ANN ARBOR, Mich., Aug. 22 (UPI) -- It is "inevitable" that U.S. automobile manufacturers will use technology that will allow vehicle-to-vehicle communications, an auto executive said.
U.S. Transportation Secretary Ray LaHood was in Ann Arbor, Mich., this week to launch a yearlong pilot project that will test vehicle-to-vehicle wireless communications.
The technology works with Global Positioning Systems to ease traffic congestion and prevent accidents that may be caused by conditions beyond a driver's line of sight.
"Vehicle-to-vehicle communication has the potential to be the ultimate game-changer in roadway safety but we need to understand how to apply the technology in an effective way in the real world," National Highway Traffic Safety Administration Administrator Director David Strickland said in a statement.

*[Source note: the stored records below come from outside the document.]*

//! AST visitors for the two parse passes.

pub mod function_scan;
pub mod import_scan;

pub use function_scan::{FunctionScanVisitor, ScannedFunction};
pub use import_scan::{ImportScanVisitor, RawImport};
use ruff_text_size::TextSize;

/// Byte-offset to 1-based line number mapping for one source file.
#[derive(Debug)]
pub struct LineIndex {
    line_starts: Vec<u32>,
}

impl LineIndex {
    pub fn new(source: &str) -> Self {
        let mut line_starts = vec![0u32];
        for (offset, byte) in source.bytes().enumerate() {
            if byte == b'\n' {
                line_starts.push(offset as u32 + 1);
            }
        }
        Self { line_starts }
    }

    pub fn line(&self, offset: TextSize) -> usize {
        self.line_starts
            .partition_point(|&start| start <= offset.to_u32())
    }
}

The University of Michigan will oversee road tests for 3,000 vehicles equipped with the wireless technology in the study.
The NHTSA said the technology could prevent 80 percent of accidents associated with rear-end collisions, blind intersections and from vehicles that may stop quickly but are beyond a driver's direct line of sight.
LaHood said road tests are necessary to determine whether the program is worthwhile. Participants include manufactures ranging from Ford Motor Co. to Honda.
"We do think this (technology) is inevitable," Bill Konstantacos, who is in charge of research for Honda in America, told Bloomberg News.